"Breaking up is never easy", sang Abba. They were certainly right when it comes to employment relationships. This article addresses issues that arise in the context of resignations of senior employees.
Employees generally resign because either they have found a better opportunity elsewhere or they are unhappy with the existing employer. Whatever the history, an employer should strive to ensure that the atmosphere in which the departure takes place is as positive as possible. If the employee has been a good worker, the business may want to encourage that person to return if the new job does not work out. But, star performer or slacker, you do not want a departing employee to spread the word about shoddy treatment or business practices, to bring legal proceedings or to poach your clients or staff.
Any exit terms must be clear, including those covering notice periods, garden leave and restrictive covenants, and this should be the case from the outset. In practice, this means that the right wording must be included in contracts at the point of recruitment or when updated contracts of employment are issued (eg. at the time of promotion to a senior role). If an employment contract has no garden leave provision, for example, putting an employee on garden leave following resignation could be a fundamental breach of contract. The same applies to unreasonable behaviour by the employer post-resignation. In either case, if an employer acts in breach of contract covenants and confidentiality provisions may be rendered unenforceable, enabling an employee to start up a new business in competition the next day.

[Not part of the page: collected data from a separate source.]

use serde::{Deserialize, Serialize};
use std::fmt;
use std::str::FromStr;

/// Errors that can occur when parsing a ledger address string.
#[derive(Debug, thiserror::Error)]
pub enum AddressError {
    #[error("address must start with '0x'")]
    InvalidPrefix,
    #[error("address must be {expected} characters, got {actual}")]
    InvalidLength { expected: usize, actual: usize },
    #[error("address payload is not valid hexadecimal")]
    InvalidHex(#[from] hex::FromHexError),
}

/// Number of raw bytes contained in an address.
pub const ADDRESS_BYTES: usize = 20;
/// Expected string length of an encoded address (`0x` + 40 hex chars).
pub const ADDRESS_STRING_LENGTH: usize = 2 + ADDRESS_BYTES * 2;

/// Decode a `0x`-prefixed address string into its raw bytes.
///
/// Hex digits are accepted in either case.
pub fn decode_address(address: &str) -> Result<[u8; ADDRESS_BYTES], AddressError> {
    if !address.starts_with("0x") && !address.starts_with("0X") {
        return Err(AddressError::InvalidPrefix);
    }

    if address.len() != ADDRESS_STRING_LENGTH {
        return Err(AddressError::InvalidLength {
            expected: ADDRESS_STRING_LENGTH,
            actual: address.len(),
        });
    }

    let mut bytes = [0u8; ADDRESS_BYTES];
    hex::decode_to_slice(&address[2..], &mut bytes)?;
    Ok(bytes)
}

/// Check whether the provided string is a well-formed address.
pub fn is_valid_address(address: &str) -> bool {
    decode_address(address).is_ok()
}

/// A ledger account address.
///
/// The textual form is kept exactly as supplied. Registries differ in how
/// they compare addresses (the LAND registry is case-sensitive), so case is
/// only changed when a caller asks for it via [`Address::to_lowercase`].
#[derive(Debug, Clone, PartialEq, Eq, Hash, Serialize, Deserialize)]
#[serde(try_from = "String", into = "String")]
pub struct Address(String);

impl Address {
    /// Parse and validate an address, preserving its case.
    pub fn parse(value: impl Into<String>) -> Result<Self, AddressError> {
        let value = value.into();
        decode_address(&value)?;
        Ok(Address(value))
    }

    /// Build the canonical lowercase form from raw bytes.
    pub fn from_bytes(bytes: &[u8; ADDRESS_BYTES]) -> Self {
        let mut encoded = String::with_capacity(ADDRESS_STRING_LENGTH);
        encoded.push_str("0x");
        encoded.push_str(&hex::encode(bytes));
        Address(encoded)
    }

    /// The all-zero address, used by registries for "no operator".
    pub fn zero() -> Self {
        Self::from_bytes(&[0u8; ADDRESS_BYTES])
    }

    pub fn as_str(&self) -> &str {
        &self.0
    }

    pub fn to_bytes(&self) -> [u8; ADDRESS_BYTES] {
        let mut bytes = [0u8; ADDRESS_BYTES];
        // Validated on construction.
        let _ = hex::decode_to_slice(&self.0[2..], &mut bytes);
        bytes
    }

    /// Lowercase copy of this address (prefix included).
    pub fn to_lowercase(&self) -> Self {
        Address(self.0.to_ascii_lowercase())
    }

    pub fn is_zero(&self) -> bool {
        self.to_bytes() == [0u8; ADDRESS_BYTES]
    }

    /// Byte-level equality, ignoring the case of hex digits.
    pub fn same_account(&self, other: &Address) -> bool {
        self.to_bytes() == other.to_bytes()
    }
}

impl fmt::Display for Address {
    fn fmt(&self, f: &mut fmt::Formatter<'_>) -> fmt::Result {
        f.write_str(&self.0)
    }
}

impl FromStr for Address {
    type Err = AddressError;

    fn from_str(s: &str) -> Result<Self, Self::Err> {
        Address::parse(s)
    }
}

impl From<Address> for String {
    fn from(value: Address) -> Self {
        value.0
    }
}

impl TryFrom<String> for Address {
    type Error = AddressError;

    fn try_from(value: String) -> Result<Self, Self::Error> {
        Address::parse(value)
    }
}
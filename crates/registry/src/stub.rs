//! In-memory registries.
//!
//! Both stubs keep a journal of every call they receive and can be told to
//! reject a given method, which is what the resolver tests lean on.

use crate::errors::*;
use crate::traits::{EstateRegistry, LandHoldings, ParcelRegistry};
use async_trait::async_trait;
use land_types::{format_hex_component, Address, AssetId, Coordinate, EstateId};
use num_bigint::BigUint;
use parking_lot::RwLock;
use std::collections::{BTreeMap, HashMap};
use std::sync::Arc;

/// One recorded registry call.
#[derive(Debug, Clone, PartialEq, Eq)]
pub struct StubCall {
    pub method: &'static str,
    pub args: Vec<String>,
}

#[derive(Debug, Default)]
struct Journal {
    calls: Vec<StubCall>,
    failures: HashMap<&'static str, String>,
}

impl Journal {
    fn record(&mut self, method: &'static str, args: Vec<String>) -> Result<()> {
        self.calls.push(StubCall { method, args });
        match self.failures.get(method) {
            Some(message) => Err(RegistryError::Stub(message.clone())),
            None => Ok(()),
        }
    }

    fn count(&self, method: &str) -> usize {
        self.calls.iter().filter(|call| call.method == method).count()
    }
}

const HALF_BITS: u32 = 128;

/// LAND token id layout used by the stub: `x` in the high 128 bits and `y`
/// in the low 128 bits, both two's complement.
pub fn encode_asset_id(coords: Coordinate) -> AssetId {
    let half = |v: i64| BigUint::from(v as i128 as u128);
    AssetId::new((half(coords.x) << HALF_BITS) | half(coords.y))
}

/// Inverse of [`encode_asset_id`]; `None` for ids outside the grid.
pub fn decode_asset_id(asset: &AssetId) -> Option<Coordinate> {
    let word = asset.to_word().ok()?;
    let half = |bytes: &[u8]| -> Option<i64> {
        let mut raw = [0u8; 16];
        raw.copy_from_slice(bytes);
        i64::try_from(u128::from_be_bytes(raw) as i128).ok()
    };
    Some(Coordinate::new(half(&word[..16])?, half(&word[16..])?))
}

#[derive(Debug, Clone)]
struct ParcelRecord {
    owner: Address,
    data: Option<String>,
    approved: Option<Address>,
    update_operator: Option<Address>,
}

#[derive(Debug, Default)]
struct ParcelState {
    parcels: BTreeMap<Coordinate, ParcelRecord>,
    journal: Journal,
}

/// In-memory LAND registry.
///
/// `is_update_authorized` compares address strings exactly, like the real
/// registry's case-sensitive check.
#[derive(Debug, Clone, Default)]
pub struct StubParcelRegistry {
    state: Arc<RwLock<ParcelState>>,
}

impl StubParcelRegistry {
    pub fn new() -> Self {
        Self::default()
    }

    pub fn insert_parcel(&self, coords: Coordinate, owner: Address) {
        self.state.write().parcels.insert(
            coords,
            ParcelRecord {
                owner,
                data: None,
                approved: None,
                update_operator: None,
            },
        );
    }

    pub fn set_land_data(&self, coords: Coordinate, data: impl Into<String>) {
        if let Some(parcel) = self.state.write().parcels.get_mut(&coords) {
            parcel.data = Some(data.into());
        }
    }

    pub fn set_approved(&self, coords: Coordinate, operator: Address) {
        if let Some(parcel) = self.state.write().parcels.get_mut(&coords) {
            parcel.approved = Some(operator);
        }
    }

    pub fn set_update_operator(&self, coords: Coordinate, operator: Address) {
        if let Some(parcel) = self.state.write().parcels.get_mut(&coords) {
            parcel.update_operator = Some(operator);
        }
    }

    /// Make every later call to `method` fail with `message`.
    pub fn fail_on(&self, method: &'static str, message: impl Into<String>) {
        self.state
            .write()
            .journal
            .failures
            .insert(method, message.into());
    }

    pub fn calls(&self) -> Vec<StubCall> {
        self.state.read().journal.calls.clone()
    }

    pub fn call_count(&self, method: &str) -> usize {
        self.state.read().journal.count(method)
    }

    fn record(&self, method: &'static str, args: Vec<String>) -> Result<()> {
        self.state.write().journal.record(method, args)
    }

    fn parcel_for(&self, asset: &AssetId) -> Option<ParcelRecord> {
        let coords = decode_asset_id(asset)?;
        self.state.read().parcels.get(&coords).cloned()
    }
}

#[async_trait]
impl ParcelRegistry for StubParcelRegistry {
    async fn land_of(&self, owner: &Address) -> Result<LandHoldings> {
        self.record("landOf", vec![owner.to_string()])?;
        let state = self.state.read();
        let (xs, ys) = state
            .parcels
            .iter()
            .filter(|(_, parcel)| parcel.owner.same_account(owner))
            .map(|(coords, _)| (format_hex_component(coords.x), format_hex_component(coords.y)))
            .unzip();
        Ok(LandHoldings { xs, ys })
    }

    async fn encode_token_id(&self, coords: Coordinate) -> Result<AssetId> {
        self.record("encodeTokenId", vec![coords.to_string()])?;
        Ok(encode_asset_id(coords))
    }

    async fn decode_token_id(&self, asset: &AssetId) -> Result<Coordinate> {
        self.record("decodeTokenId", vec![asset.to_string()])?;
        decode_asset_id(asset)
            .ok_or_else(|| RegistryError::Stub(format!("token id {asset} is off the grid")))
    }

    async fn owner_of_land(&self, coords: Coordinate) -> Result<Address> {
        self.record("ownerOfLand", vec![coords.to_string()])?;
        Ok(self
            .state
            .read()
            .parcels
            .get(&coords)
            .map(|parcel| parcel.owner.clone())
            .unwrap_or_else(Address::zero))
    }

    async fn land_data(&self, coords: Coordinate) -> Result<Option<String>> {
        self.record("landData", vec![coords.to_string()])?;
        Ok(self
            .state
            .read()
            .parcels
            .get(&coords)
            .and_then(|parcel| parcel.data.clone()))
    }

    async fn is_update_authorized(&self, operator: &Address, asset: &AssetId) -> Result<bool> {
        self.record(
            "isUpdateAuthorized",
            vec![operator.to_string(), asset.to_string()],
        )?;
        let Some(parcel) = self.parcel_for(asset) else {
            return Ok(false);
        };
        let is_operator = |candidate: &Option<Address>| {
            candidate
                .as_ref()
                .is_some_and(|address| address.as_str() == operator.as_str())
        };
        Ok(parcel.owner.as_str() == operator.as_str()
            || is_operator(&parcel.approved)
            || is_operator(&parcel.update_operator))
    }

    async fn update_operator(&self, asset: &AssetId) -> Result<Address> {
        self.record("updateOperator", vec![asset.to_string()])?;
        Ok(self
            .parcel_for(asset)
            .and_then(|parcel| parcel.update_operator)
            .unwrap_or_else(Address::zero))
    }

    async fn get_approved(&self, asset: &AssetId) -> Result<Address> {
        self.record("getApproved", vec![asset.to_string()])?;
        Ok(self
            .parcel_for(asset)
            .and_then(|parcel| parcel.approved)
            .unwrap_or_else(Address::zero))
    }
}

#[derive(Debug, Clone)]
struct EstateRecord {
    owner: Address,
    metadata: Option<String>,
    lands: Vec<AssetId>,
    approved: Option<Address>,
    update_operator: Option<Address>,
}

#[derive(Debug, Default)]
struct EstateState {
    estates: BTreeMap<EstateId, EstateRecord>,
    journal: Journal,
}

impl EstateState {
    fn owned_by<'a>(&'a self, owner: &'a Address) -> impl Iterator<Item = EstateId> + 'a {
        self.estates
            .iter()
            .filter(move |(_, estate)| estate.owner.same_account(owner))
            .map(|(id, _)| *id)
    }
}

/// In-memory Estate registry. Address comparison ignores case.
#[derive(Debug, Clone, Default)]
pub struct StubEstateRegistry {
    state: Arc<RwLock<EstateState>>,
}

impl StubEstateRegistry {
    pub fn new() -> Self {
        Self::default()
    }

    pub fn insert_estate(&self, id: EstateId, owner: Address, lands: Vec<AssetId>) {
        self.state.write().estates.insert(
            id,
            EstateRecord {
                owner,
                metadata: None,
                lands,
                approved: None,
                update_operator: None,
            },
        );
    }

    pub fn set_metadata(&self, id: EstateId, metadata: impl Into<String>) {
        if let Some(estate) = self.state.write().estates.get_mut(&id) {
            estate.metadata = Some(metadata.into());
        }
    }

    pub fn set_approved(&self, id: EstateId, operator: Address) {
        if let Some(estate) = self.state.write().estates.get_mut(&id) {
            estate.approved = Some(operator);
        }
    }

    pub fn set_update_operator(&self, id: EstateId, operator: Address) {
        if let Some(estate) = self.state.write().estates.get_mut(&id) {
            estate.update_operator = Some(operator);
        }
    }

    /// Make every later call to `method` fail with `message`.
    pub fn fail_on(&self, method: &'static str, message: impl Into<String>) {
        self.state
            .write()
            .journal
            .failures
            .insert(method, message.into());
    }

    pub fn calls(&self) -> Vec<StubCall> {
        self.state.read().journal.calls.clone()
    }

    pub fn call_count(&self, method: &str) -> usize {
        self.state.read().journal.count(method)
    }

    fn record(&self, method: &'static str, args: Vec<String>) -> Result<()> {
        self.state.write().journal.record(method, args)
    }

    fn estate(&self, id: EstateId) -> Option<EstateRecord> {
        self.state.read().estates.get(&id).cloned()
    }
}

#[async_trait]
impl EstateRegistry for StubEstateRegistry {
    async fn balance_of(&self, owner: &Address) -> Result<u64> {
        self.record("balanceOf", vec![owner.to_string()])?;
        Ok(self.state.read().owned_by(owner).count() as u64)
    }

    async fn token_of_owner_by_index(&self, owner: &Address, index: u64) -> Result<EstateId> {
        self.record(
            "tokenOfOwnerByIndex",
            vec![owner.to_string(), index.to_string()],
        )?;
        let state = self.state.read();
        let found = usize::try_from(index)
            .ok()
            .and_then(|i| state.owned_by(owner).nth(i));
        found.ok_or_else(|| RegistryError::Stub(format!("owner index {index} out of bounds")))
    }

    async fn owner_of(&self, estate: EstateId) -> Result<Address> {
        self.record("ownerOf", vec![estate.to_string()])?;
        self.estate(estate)
            .map(|record| record.owner)
            .ok_or_else(|| RegistryError::Stub(format!("estate {estate} does not exist")))
    }

    async fn get_metadata(&self, estate: EstateId) -> Result<Option<String>> {
        self.record("getMetadata", vec![estate.to_string()])?;
        Ok(self.estate(estate).and_then(|record| record.metadata))
    }

    async fn get_estate_size(&self, estate: EstateId) -> Result<u64> {
        self.record("getEstateSize", vec![estate.to_string()])?;
        Ok(self
            .estate(estate)
            .map(|record| record.lands.len() as u64)
            .unwrap_or_default())
    }

    async fn estate_land_ids(&self, estate: EstateId, index: u64) -> Result<AssetId> {
        self.record(
            "estateLandIds",
            vec![estate.to_string(), index.to_string()],
        )?;
        self.estate(estate)
            .and_then(|record| {
                usize::try_from(index)
                    .ok()
                    .and_then(|i| record.lands.get(i).cloned())
            })
            .ok_or_else(|| RegistryError::Stub(format!("estate {estate} has no land at {index}")))
    }

    async fn get_land_estate_id(&self, asset: &AssetId) -> Result<EstateId> {
        self.record("getLandEstateId", vec![asset.to_string()])?;
        Ok(self
            .state
            .read()
            .estates
            .iter()
            .find(|(_, estate)| estate.lands.contains(asset))
            .map(|(id, _)| *id)
            .unwrap_or(EstateId::NONE))
    }

    async fn is_update_authorized(&self, operator: &Address, estate: EstateId) -> Result<bool> {
        self.record(
            "isUpdateAuthorized",
            vec![operator.to_string(), estate.to_string()],
        )?;
        let Some(record) = self.estate(estate) else {
            return Ok(false);
        };
        let is_operator = |candidate: &Option<Address>| {
            candidate
                .as_ref()
                .is_some_and(|address| address.same_account(operator))
        };
        Ok(record.owner.same_account(operator)
            || is_operator(&record.approved)
            || is_operator(&record.update_operator))
    }

    async fn get_approved(&self, estate: EstateId) -> Result<Address> {
        self.record("getApproved", vec![estate.to_string()])?;
        Ok(self
            .estate(estate)
            .and_then(|record| record.approved)
            .unwrap_or_else(Address::zero))
    }

    async fn update_operator(&self, estate: EstateId) -> Result<Address> {
        self.record("updateOperator", vec![estate.to_string()])?;
        Ok(self
            .estate(estate)
            .and_then(|record| record.update_operator)
            .unwrap_or_else(Address::zero))
    }
}

#[cfg(test)]
mod tests {
    use super::*;

    fn address(byte: &str) -> Address {
        Address::parse(format!("0x{}", byte.repeat(20))).unwrap()
    }

    #[test]
    fn asset_id_layout_roundtrips_negative_coordinates() {
        for coords in [Coordinate::new(0, 0), Coordinate::new(-150, 150), Coordinate::new(3, -4)] {
            assert_eq!(decode_asset_id(&encode_asset_id(coords)), Some(coords));
        }
        assert_eq!(encode_asset_id(Coordinate::new(1, 2)).to_string(), "340282366920938463463374607431768211458");
    }

    #[tokio::test]
    async fn parcel_stub_is_case_sensitive() {
        let stub = StubParcelRegistry::new();
        let coords = Coordinate::new(1, 2);
        stub.insert_parcel(coords, address("aa"));

        let asset = stub.encode_token_id(coords).await.unwrap();
        assert!(stub.is_update_authorized(&address("aa"), &asset).await.unwrap());
        assert!(!stub.is_update_authorized(&address("AA"), &asset).await.unwrap());
    }

    #[tokio::test]
    async fn estate_stub_enumerates_owner_tokens_in_id_order() {
        let stub = StubEstateRegistry::new();
        stub.insert_estate(EstateId(9), address("bb"), vec![]);
        stub.insert_estate(EstateId(2), address("bb"), vec![]);
        stub.insert_estate(EstateId(5), address("cc"), vec![]);

        assert_eq!(stub.balance_of(&address("BB")).await.unwrap(), 2);
        assert_eq!(stub.token_of_owner_by_index(&address("bb"), 0).await.unwrap(), EstateId(2));
        assert_eq!(stub.token_of_owner_by_index(&address("bb"), 1).await.unwrap(), EstateId(9));
        assert!(stub.token_of_owner_by_index(&address("bb"), 2).await.is_err());
    }

    #[tokio::test]
    async fn injected_failure_is_recorded_and_returned() {
        let stub = StubEstateRegistry::new();
        stub.fail_on("getEstateSize", "node unreachable");

        let err = stub.get_estate_size(EstateId(1)).await.unwrap_err();
        assert_eq!(err.to_string(), "node unreachable");
        assert_eq!(stub.call_count("getEstateSize"), 1);
    }
}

In R.A. Rossborough (Insurance Brokers) Ltd. v Boon and Aziz (2001), two senior employees left, following changes to the company pension scheme, and joined a competitor's business. Rossboroughs obtained an interim injunction to prevent solicitation of former clients in breach of restrictive covenants set out in the employees' contracts of employment. The employees applied for the injunction to be lifted, arguing that the company's actions in amending the pension scheme were in breach of contract and that they had been constructively dismissed. Accordingly, they claimed that they were no longer bound by the restrictive covenants and could therefore seek business from whomever they liked.

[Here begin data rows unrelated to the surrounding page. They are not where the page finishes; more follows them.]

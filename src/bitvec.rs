//! Succinct BitVector
//!
//! **Interleaved Memory Layout**: [RankHeader(u64) | Body(8 x u64)]
//! Rank is a single header fetch plus at most eight popcounts from the same
//! block. Select binary-searches the headers, then scans one block.

extern crate alloc;
use alloc::vec::Vec;

/// 512 bits of body + 64 bits of header = 576 bits per block
const BLOCK_BITS: usize = 512;
const WORDS_PER_BLOCK: usize = 8;
const BLOCK_STRIDE: usize = WORDS_PER_BLOCK + 1; // 1 Header + 8 Body

#[derive(Clone, Debug, Default, PartialEq, Eq)]
pub struct BitVector {
    /// Interleaved data: [Rank0, Word0..7, Rank1, Word8..15, ...]
    data: Vec<u64>,
    len: usize,
    ones: usize,
}

impl BitVector {
    pub fn new() -> Self {
        Self::default()
    }

    /// Push a bit to the vector.
    /// Header placeholders are written during push, finalized by build_index().
    #[inline]
    pub fn push(&mut self, bit: bool) {
        let bit_idx = self.len % BLOCK_BITS;

        // New block start? Push header placeholder.
        if bit_idx == 0 {
            self.data.push(0);
        }

        let word_offset = bit_idx / 64;
        let bit_offset = bit_idx % 64;

        let block_base = (self.len / BLOCK_BITS) * BLOCK_STRIDE;
        let target_idx = block_base + 1 + word_offset;

        if target_idx >= self.data.len() {
            self.data.push(0);
        }

        if bit {
            self.data[target_idx] |= 1 << bit_offset;
        }

        self.len += 1;
    }

    /// Finalize the index. Must be called after all pushes.
    /// Calculates the Rank Headers in-place.
    pub fn build_index(&mut self) {
        let mut sum = 0usize;

        for b in 0..self.num_blocks() {
            let base = b * BLOCK_STRIDE;
            self.data[base] = sum as u64;

            for w in 0..self.words_in_block(b) {
                sum += self.data[base + 1 + w].count_ones() as usize;
            }
        }
        self.ones = sum;
    }

    #[inline]
    fn num_blocks(&self) -> usize {
        self.len.div_ceil(BLOCK_BITS)
    }

    #[inline]
    fn words_in_block(&self, block: usize) -> usize {
        let bits = (self.len - block * BLOCK_BITS).min(BLOCK_BITS);
        bits.div_ceil(64)
    }

    #[inline(always)]
    fn header(&self, block: usize) -> usize {
        self.data[block * BLOCK_STRIDE] as usize
    }

    /// Access bit at index
    #[inline(always)]
    pub fn get(&self, i: usize) -> bool {
        assert!(i < self.len, "bit index {} out of bounds ({})", i, self.len);
        let block = i / BLOCK_BITS;
        let offset = i % BLOCK_BITS;

        let idx = block * BLOCK_STRIDE + 1 + offset / 64;
        (self.data[idx] >> (offset % 64)) & 1 != 0
    }

    /// Rank1(i): Count 1s in [0..i)
    #[inline(always)]
    pub fn rank1(&self, i: usize) -> usize {
        if i >= self.len {
            return self.ones;
        }

        let block = i / BLOCK_BITS;
        let offset = i % BLOCK_BITS;
        let base = block * BLOCK_STRIDE;

        let mut r = self.header(block);

        let word_idx = offset / 64;
        let bit_idx = offset % 64;

        for w in 0..word_idx {
            r += self.data[base + 1 + w].count_ones() as usize;
        }

        if bit_idx > 0 {
            let mask = (1u64 << bit_idx) - 1;
            r += (self.data[base + 1 + word_idx] & mask).count_ones() as usize;
        }

        r
    }

    /// Rank0(i): Count 0s in [0..i)
    #[inline(always)]
    pub fn rank0(&self, i: usize) -> usize {
        i.min(self.len) - self.rank1(i)
    }

    /// Rank(bit, i): Generalized rank query
    #[inline(always)]
    pub fn rank(&self, bit: bool, i: usize) -> usize {
        if bit {
            self.rank1(i)
        } else {
            self.rank0(i)
        }
    }

    /// Position of the `k`-th (0-based) set bit.
    pub fn select1(&self, k: usize) -> Option<usize> {
        if k >= self.ones {
            return None;
        }

        // Last block whose preceding ones do not exceed k.
        let block = self.partition_blocks(|b| self.header(b) <= k) - 1;
        let mut remaining = k - self.header(block);
        let base = block * BLOCK_STRIDE;

        for w in 0..self.words_in_block(block) {
            let word = self.data[base + 1 + w];
            let ones = word.count_ones() as usize;
            if remaining < ones {
                return Some(block * BLOCK_BITS + w * 64 + select_in_word(word, remaining));
            }
            remaining -= ones;
        }
        None
    }

    /// Position of the `k`-th (0-based) unset bit.
    pub fn select0(&self, k: usize) -> Option<usize> {
        if k >= self.len - self.ones {
            return None;
        }

        let zeros_before = |b: usize| b * BLOCK_BITS - self.header(b);
        let block = self.partition_blocks(|b| zeros_before(b) <= k) - 1;
        let mut remaining = k - zeros_before(block);
        let base = block * BLOCK_STRIDE;

        for w in 0..self.words_in_block(block) {
            let start = block * BLOCK_BITS + w * 64;
            let valid = (self.len - start).min(64);
            let mask = if valid == 64 { u64::MAX } else { (1u64 << valid) - 1 };
            let inverted = !self.data[base + 1 + w] & mask;
            let zeros = inverted.count_ones() as usize;
            if remaining < zeros {
                return Some(start + select_in_word(inverted, remaining));
            }
            remaining -= zeros;
        }
        None
    }

    /// First block index `b` for which `pred(b)` is false (binary search).
    fn partition_blocks(&self, pred: impl Fn(usize) -> bool) -> usize {
        let (mut lo, mut hi) = (0, self.num_blocks());
        while lo < hi {
            let mid = lo + (hi - lo) / 2;
            if pred(mid) {
                lo = mid + 1;
            } else {
                hi = mid;
            }
        }
        lo
    }

    #[inline]
    pub fn len(&self) -> usize {
        self.len
    }

    #[inline]
    pub fn is_empty(&self) -> bool {
        self.len == 0
    }

    /// Number of set bits.
    #[inline]
    pub fn count_ones(&self) -> usize {
        self.ones
    }

    /// Heap footprint in bytes.
    pub fn size_bytes(&self) -> usize {
        self.data.len() * core::mem::size_of::<u64>() + 2 * core::mem::size_of::<usize>()
    }
}

/// Position of the `k`-th set bit inside `word`.
#[inline]
fn select_in_word(mut word: u64, k: usize) -> usize {
    for _ in 0..k {
        word &= word - 1;
    }
    word.trailing_zeros() as usize
}

impl FromIterator<bool> for BitVector {
    fn from_iter<I: IntoIterator<Item = bool>>(iter: I) -> Self {
        let mut bv = BitVector::new();
        for bit in iter {
            bv.push(bit);
        }
        bv.build_index();
        bv
    }
}

#[cfg(feature = "std")]
impl crate::serialize::Serialize for BitVector {
    fn serialize<W: std::io::Write>(&self, out: &mut W) -> std::io::Result<usize> {
        use crate::serialize::{write_usize, write_words};

        let mut written = write_usize(out, self.len)?;
        written += write_words(out, &self.data)?;
        Ok(written)
    }

    fn load<R: std::io::Read>(input: &mut R) -> crate::error::Result<Self> {
        use crate::serialize::{read_usize, read_words};

        let len = read_usize(input)?;
        let data = read_words(input)?;

        let mut bv = BitVector { data, len, ones: 0 };
        let full_blocks = len / BLOCK_BITS;
        let expected = full_blocks * BLOCK_STRIDE
            + match len % BLOCK_BITS {
                0 => 0,
                rest => 1 + rest.div_ceil(64),
            };
        if bv.data.len() != expected {
            return Err(crate::error::Error::Corrupt("bit vector length mismatch"));
        }
        bv.build_index();
        Ok(bv)
    }
}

The case confirmed that restrictive covenants are enforceable in Jersey, if reasonably worded and not intended merely to protect an employer against bona fide competition. An employee is not entitled to take unfair advantage of confidential information obtained during his employment.
Behaviour of the parties following resignation
An employment contract continues during the notice period, whether an employee works until the final day of employment or serves out notice on garden leave. During this period, the normal obligations on both parties continue, including obligations on an employee to behave professionally and comply with reasonable requests of the employer and on the employer to follow appropriate procedures in the event of disagreement.
In 2005 the Guernsey Adjudicator (in what is now the Employment and Discrimination Tribunal) heard the case of Upson v Rossborough Financial Planning Ltd. In August 2004 Upson, who was Deputy Managing Director, gave notice which would expire in December of that year. He then made a formal request to leave in October, which was turned down because his input on an important audit report was required. Upson "downed tools" and refused to co-operate. As a consequence, he was summarily dismissed in November. The Adjucator noted that the relationship between the parties from the point of resignation was "difficult and sometimes emotional" and that the employee "was being deliberately confrontational to drive the company toward a decision for early release." He went on to say, however, that the company should have warned the employee that it viewed his behaviour as grounds for summary dismissal. Its failure to do so, "particularly with an employee with 12 years of previously unblemished service with the company" rendered the dismissal unfair.
Implied duty of mutual trust and confidence
Employers may breathe a sigh of relief to hear that, in the UK at any rate, the courts have decided that there is a line over which employees cannot go. The recent case of RDF Media Group plc v Alan Clements (2007) is striking - not least because of the intemperate e-mail correspondence of the employer, in which Clements was described as "a little weasel".
Clements joined RDF in December 2005. In return for almost £2 million in cash and shares he entered into 3 year restrictive covenants.
In March 2007, days after Clements had confirmed in the press his intention to remain with the company until at least 2008, he entered into talks with a competitor and subsequently resigned. He informed RDF that he intended to take some of his business with him and asked them to cut short his six month notice period - having forgotten about the restrictive covenants. He then briefed the press about his departure, in terms which were positive about the business he was joining and mildly condescending about RDF. RDF responded in a damning interview, which included the words: "If you take the money you do the bloody job…it's just very dishonourable..."
Clements promptly left, claiming constructive dismissal. Had he succeeded, he would not have been bound by the restrictive covenants and could have started with the competitor business immediately.
The judge was critical of the "campaign of vilification" pursued by RDF. Nonetheless, it was held that Clements' behaviour had constituted a fundamental breach of the implied duty of mutual trust and confidence. It was that which had brought the contract to an end. As a result, Clements remained bound by the restrictive covenants and could not rely on the subsequent repudiatory actions of the employer.
The resignation of an employee does not entitle the parties to disregard essential terms of the contract, which may continue to have important effect during the notice period and thereafter. The giving of notice is only the beginning of the end. As Lenny Kravitz put it: "Baby, it ain't over 'til it's over."